Non mi sento cambiata: semplicemente amo. Per la prima volta, non sono semplicemente amata ma amo, ecco. Ed è appunto, sentire tutto come se fosse la prima volta con la paura pazzesca di perdere la persona che si ama e l’amore, anche quello pazzesco, che si riceve. Io, che ciò che avevo paura di perdere al massimo era il cellulare puntualmente in fondo alla borsa. E invece…

L’amore è un miracolo. E io lo avevo anche scritto. Anzi, de-scritto. Com’era? Ah, sì:
“care donne, se trovate uno così, uno che vi ama così, uno che vi sopporta così e supporta così, uno che vi vuole così, anche di primo mattino, uno che richiama, uno che se visualizza e non risponde è sul serio perché stava salvando il mondo, non la sua vicina di casa carina, ma il mondo.

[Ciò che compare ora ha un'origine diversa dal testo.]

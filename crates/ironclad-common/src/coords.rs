//! Coordinate types for world, chunk, and spatial-cell positions.

use serde::{Deserialize, Serialize};

/// World-space position in pixels (floating point).
#[derive(Debug, Clone, Copy, PartialEq, Default, Serialize, Deserialize)]
pub struct WorldPos {
    /// X coordinate in world space
    pub x: f64,
    /// Y coordinate in world space
    pub y: f64,
}

impl WorldPos {
    /// Creates a new world position.
    #[must_use]
    pub const fn new(x: f64, y: f64) -> Self {
        Self { x, y }
    }

    /// Returns this position shifted by `(dx, dy)`.
    #[must_use]
    pub fn offset(self, dx: f64, dy: f64) -> Self {
        Self {
            x: self.x + dx,
            y: self.y + dy,
        }
    }

    /// Returns the pixel this position falls in (floor of each axis),
    /// saturating at the `i32` range.
    #[must_use]
    pub fn to_pixel(self) -> (i32, i32) {
        (self.x.floor() as i32, self.y.floor() as i32)
    }

    /// Converts to chunk coordinate given the chunk edge length in pixels.
    ///
    /// Saturates at the `i32` range.
    #[must_use]
    pub fn to_chunk_coord(self, chunk_px: u32) -> ChunkCoord {
        let size = f64::from(chunk_px);
        ChunkCoord {
            x: (self.x / size).floor() as i32,
            y: (self.y / size).floor() as i32,
        }
    }
}

/// Chunk coordinate (identifies a chunk in the world grid).
#[derive(
    Debug, Clone, Copy, PartialEq, Eq, Hash, PartialOrd, Ord, Default, Serialize, Deserialize,
)]
pub struct ChunkCoord {
    /// X coordinate in chunk space
    pub x: i32,
    /// Y coordinate in chunk space
    pub y: i32,
}

impl ChunkCoord {
    /// Creates a new chunk coordinate.
    #[must_use]
    pub const fn new(x: i32, y: i32) -> Self {
        Self { x, y }
    }

    /// Converts to the world pixel of the chunk's top-left corner.
    #[must_use]
    pub const fn origin_px(self, chunk_px: u32) -> (i64, i64) {
        (
            (self.x as i64) * (chunk_px as i64),
            (self.y as i64) * (chunk_px as i64),
        )
    }

    /// Chebyshev (chessboard) distance to another chunk coordinate.
    #[must_use]
    pub fn chebyshev_distance(self, other: Self) -> u32 {
        let dx = (i64::from(self.x) - i64::from(other.x)).unsigned_abs();
        let dy = (i64::from(self.y) - i64::from(other.y)).unsigned_abs();
        dx.max(dy) as u32
    }
}

/// Key of a spatial-index cell: `floor(pixel / cell_size)` on each axis.
#[derive(Debug, Clone, Copy, PartialEq, Eq, Hash, PartialOrd, Ord)]
pub struct CellKey {
    /// X coordinate in cell space
    pub x: i32,
    /// Y coordinate in cell space
    pub y: i32,
}

impl CellKey {
    /// Creates a new cell key.
    #[must_use]
    pub const fn new(x: i32, y: i32) -> Self {
        Self { x, y }
    }

    /// Cell containing the given pixel.
    #[must_use]
    pub const fn containing(px: i32, py: i32, cell_size: i32) -> Self {
        Self {
            x: px.div_euclid(cell_size),
            y: py.div_euclid(cell_size),
        }
    }
}

#[cfg(test)]
mod tests {
    use super::*;

    #[test]
    fn test_chunk_coord_floors_negative_positions() {
        assert_eq!(
            WorldPos::new(-1.0, 0.0).to_chunk_coord(512),
            ChunkCoord::new(-1, 0)
        );
        assert_eq!(
            WorldPos::new(511.9, 512.0).to_chunk_coord(512),
            ChunkCoord::new(0, 1)
        );
    }

    #[test]
    fn test_chebyshev_distance() {
        let a = ChunkCoord::new(0, 0);
        assert_eq!(a.chebyshev_distance(ChunkCoord::new(1, -1)), 1);
        assert_eq!(a.chebyshev_distance(ChunkCoord::new(-3, 2)), 3);
        assert_eq!(a.chebyshev_distance(a), 0);
    }

    #[test]
    fn test_cell_key_containing() {
        assert_eq!(CellKey::containing(31, 32, 32), CellKey::new(0, 1));
        assert_eq!(CellKey::containing(-1, -32, 32), CellKey::new(-1, -1));
        assert_eq!(CellKey::containing(-33, 0, 32), CellKey::new(-2, 0));
    }

    #[test]
    fn test_far_positions_saturate() {
        assert_eq!(WorldPos::new(3.0e9, -3.0e9).to_pixel(), (i32::MAX, i32::MIN));
        assert_eq!(
            WorldPos::new(1.0e15, 0.0).to_chunk_coord(512),
            ChunkCoord::new(i32::MAX, 0)
        );
    }

    #[test]
    fn test_origin_px() {
        assert_eq!(ChunkCoord::new(-2, 3).origin_px(512), (-1024, 1536));
    }
}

Uno che sa rendervi non dico simpatica, ma un po’ meno odiosa la cellulite. Uno che si ricorda benissimo che esistete, anche quando non siete lì e che si comporta come se voi ci foste. Uno che ama voi e non ciò che vorrebbe che voi foste. Ma voi. Sempre. Uno che vi tocca il cuore e l’anima. E lo fa con tutta la dolcezza di cui è capace. Uno che nelle cose ce la mette un po’ di poesia, anche se quella spoetizzante siete voi. Uno che vi vede, quando vi guarda. E vi sente, quando vi ascolta. Uno che è per la vecchia regola del mai andare a letto col broncio, perché a letto si va assieme. Con un sorriso e un bacio della buona notte. Se ne trovate uno così, care donne, tenetevelo stretto, perché va bene essere “single per legittima difesa” ma volete mettere a essere “in coppia per legittimo amore”?Non c’è paragone, credetemi” (SPLD).

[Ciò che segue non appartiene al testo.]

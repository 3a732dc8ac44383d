//! # Ironclad Gameplay
//!
//! Gameplay simulation for Ironclad.
//!
//! This crate provides the entity layer and the per-tick simulation:
//! - Entities (player tank, enemy tanks, projectiles, landmines)
//! - Hitbox footprints per kind and facing
//! - Spatial hash broad phase
//! - Collision policies and move-and-revert response
//! - Input intents, effect reporting and presentation frames
//! - The `World` simulation context tying it together

#![warn(missing_docs)]
#![warn(clippy::all)]
#![deny(clippy::unwrap_used)]

pub mod collision;
pub mod effects;
pub mod entity;
pub mod frame;
pub mod hitbox;
pub mod input;
pub mod spatial;
pub mod world;

/// Prelude for convenient imports
pub mod prelude {
    pub use crate::collision::*;
    pub use crate::effects::*;
    pub use crate::entity::*;
    pub use crate::frame::*;
    pub use crate::hitbox::*;
    pub use crate::input::*;
    pub use crate::spatial::*;
    pub use crate::world::*;
}

pub use prelude::*;
//! Fractal terrain synthesis and biome classification.
//!
//! Terrain is a multi-octave sum over [`NoiseField`]:
//!
//! ```text
//! value = Σ eval(x·2^i, y·2^i) · persistence^i / Σ persistence^i
//! ```
//!
//! sampled at global cell coordinates divided by the noise scale, then
//! classified into ground bands by a [`Biome`] table.

use ironclad_common::{ConfigError, Rgba};
use serde::{Deserialize, Serialize};

use crate::noise_field::NoiseField;

/// Kind of ground a terrain cell resolves to.
#[derive(Debug, Clone, Copy, PartialEq, Eq, Hash, Serialize, Deserialize)]
pub enum Ground {
    /// Bare dirt (temperate lowlands)
    Dirt,
    /// Grass (temperate midlands)
    Grass,
    /// Stone (temperate highlands)
    Stone,
    /// Sand (arid lowlands)
    Sand,
    /// Dry scrub grass (arid midlands)
    DryGrass,
    /// Exposed rock (arid highlands)
    Rock,
}

/// Color as a linear function of the noise value: `base + slope · value`,
/// each channel truncated toward zero and clamped to `0..=255`.
#[derive(Debug, Clone, Copy, PartialEq)]
pub struct ColorRamp {
    base: [i32; 3],
    slope: [f64; 3],
}

impl ColorRamp {
    /// Creates a ramp.
    #[must_use]
    pub const fn new(base: [i32; 3], slope: [f64; 3]) -> Self {
        Self { base, slope }
    }

    /// Creates a ramp that ignores the noise value.
    #[must_use]
    pub const fn flat(base: [i32; 3]) -> Self {
        Self::new(base, [0.0; 3])
    }

    /// Evaluates the ramp.
    #[must_use]
    pub fn color(&self, value: f64) -> Rgba {
        let channel = |i: usize| (self.base[i] + (self.slope[i] * value) as i32).clamp(0, 255) as u8;
        Rgba::opaque(channel(0), channel(1), channel(2))
    }
}

/// One band of a biome table: values below `upper` map to `ground`.
#[derive(Debug, Clone, Copy, PartialEq)]
pub struct BandRule {
    /// Exclusive upper bound of the band
    pub upper: f64,
    /// Ground kind of the band
    pub ground: Ground,
    /// Color ramp of the band
    pub ramp: ColorRamp,
}

const TEMPERATE: &[BandRule] = &[
    BandRule {
        upper: -0.2,
        ground: Ground::Dirt,
        ramp: ColorRamp::flat([90, 60, 40]),
    },
    BandRule {
        upper: 0.3,
        ground: Ground::Grass,
        ramp: ColorRamp::new([30, 120, 30], [0.0, 100.0, 0.0]),
    },
    BandRule {
        upper: f64::INFINITY,
        ground: Ground::Stone,
        ramp: ColorRamp::new([140, 140, 140], [60.0, 60.0, 60.0]),
    },
];

const ARID: &[BandRule] = &[
    BandRule {
        upper: -0.1,
        ground: Ground::Sand,
        ramp: ColorRamp::new([194, 170, 110], [20.0, 20.0, 10.0]),
    },
    BandRule {
        upper: 0.35,
        ground: Ground::DryGrass,
        ramp: ColorRamp::new([150, 140, 60], [0.0, 40.0, 0.0]),
    },
    BandRule {
        upper: f64::INFINITY,
        ground: Ground::Rock,
        ramp: ColorRamp::new([120, 100, 80], [50.0, 40.0, 30.0]),
    },
];

/// Biome table selecting how noise values are classified.
#[derive(Debug, Clone, Copy, Default, PartialEq, Eq, Hash, Serialize, Deserialize)]
#[serde(rename_all = "lowercase")]
pub enum Biome {
    /// Dirt, grass and stone.
    #[default]
    Temperate,
    /// Sand, dry grass and rock.
    Arid,
}

impl Biome {
    /// Returns the band rules, ordered by ascending upper bound.
    #[must_use]
    pub const fn bands(self) -> &'static [BandRule] {
        match self {
            Self::Temperate => TEMPERATE,
            Self::Arid => ARID,
        }
    }

    /// Classifies a noise value into a band.
    #[must_use]
    pub fn classify(self, value: f64) -> TerrainBand {
        let bands = self.bands();
        let rule = bands
            .iter()
            .find(|rule| value < rule.upper)
            .unwrap_or(&bands[bands.len() - 1]);
        TerrainBand {
            ground: rule.ground,
            color: rule.ramp.color(value),
        }
    }
}

/// Classified terrain: ground kind plus its render color.
#[derive(Debug, Clone, Copy, PartialEq, Eq, Hash)]
pub struct TerrainBand {
    /// Ground kind
    pub ground: Ground,
    /// Render color
    pub color: Rgba,
}

/// Tuning parameters for terrain synthesis.
#[derive(Debug, Clone, Copy, PartialEq, Serialize, Deserialize)]
pub struct TerrainParams {
    /// Number of octaves summed
    pub octaves: u32,
    /// Amplitude falloff per octave
    pub persistence: f64,
    /// Cells per noise unit (larger = smoother)
    pub noise_scale: f64,
    /// Classification table
    pub biome: Biome,
}

impl Default for TerrainParams {
    fn default() -> Self {
        Self {
            octaves: 5,
            persistence: 0.5,
            noise_scale: 100.0,
            biome: Biome::Temperate,
        }
    }
}

impl TerrainParams {
    /// Rejects parameter sets that would make synthesis degenerate.
    pub fn validate(&self) -> Result<(), ConfigError> {
        ConfigError::require_nonzero("octaves", self.octaves)?;
        ConfigError::require_positive("persistence", self.persistence)?;
        ConfigError::require_positive("noise_scale", self.noise_scale)?;
        Ok(())
    }
}

/// Fractal terrain sampler over a seeded [`NoiseField`].
#[derive(Debug, Clone)]
pub struct TerrainSynthesizer {
    noise: NoiseField,
    params: TerrainParams,
    normalization: f64,
}

impl TerrainSynthesizer {
    /// Creates a synthesizer for `seed` with validated parameters.
    pub fn new(seed: u64, params: TerrainParams) -> Result<Self, ConfigError> {
        params.validate()?;
        let normalization = (0..params.octaves)
            .map(|i| params.persistence.powi(i as i32))
            .sum();
        Ok(Self {
            noise: NoiseField::new(seed),
            params,
            normalization,
        })
    }

    /// Returns the synthesis parameters.
    #[must_use]
    pub const fn params(&self) -> &TerrainParams {
        &self.params
    }

    /// Returns the world seed.
    #[must_use]
    pub const fn seed(&self) -> u64 {
        self.noise.seed()
    }

    /// Multi-octave noise at noise-space coordinates, in `[-1, 1]`.
    #[must_use]
    pub fn fractal(&self, x: f64, y: f64) -> f64 {
        let mut total = 0.0;
        let mut frequency = 1.0;
        let mut amplitude = 1.0;
        for _ in 0..self.params.octaves {
            total += self.noise.eval(x * frequency, y * frequency) * amplitude;
            amplitude *= self.params.persistence;
            frequency *= 2.0;
        }
        (total / self.normalization).clamp(-1.0, 1.0)
    }

    /// Terrain value of the global cell `(gx, gy)`.
    ///
    /// The value depends only on the global cell index, so every chunk that
    /// samples the same cell gets a bit-identical result.
    #[must_use]
    pub fn sample_cell(&self, gx: i64, gy: i64) -> f64 {
        self.fractal(
            gx as f64 / self.params.noise_scale,
            gy as f64 / self.params.noise_scale,
        )
    }

    /// Classified terrain of the global cell `(gx, gy)`.
    #[must_use]
    pub fn band_at_cell(&self, gx: i64, gy: i64) -> TerrainBand {
        self.params.biome.classify(self.sample_cell(gx, gy))
    }
}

E se non è un amore così, io continuo a pensare che allora bisogna avere il coraggio di stare da sole, “single per legittima difesa”. Di questo ne sarò sempre convinta: l’amore val la pena quando è davvero così, sennò sempre meglio quel libro e quel vino, amici silenziosi di tante belle serate. Ma se lo trovate così, allora vivetelo. Lo dicevo allora, immaginando cosa potesse essere. Lo confermo oggi che lo so cos’è. Ecco, io l’ho trovato, quell’Amore: in Africa anni fa senza poterlo vivere e nel mio letto ogni mattina oggi. Ed è l’AMICO che anni fa mi chiese se la mattina mi svegliassi col sorriso, perché se non era così, allora c’era qualcosa che non andava e c’era qualcosa che dovevo cambiare. Ecco, oggi è il COMPAGNO che mi fa svegliare esattamente così.
La vita è strana.
E qualche volta è anche meravigliosa. E per parafrasare un certo Forrest, “non ho altro da dire sulla faccenda”.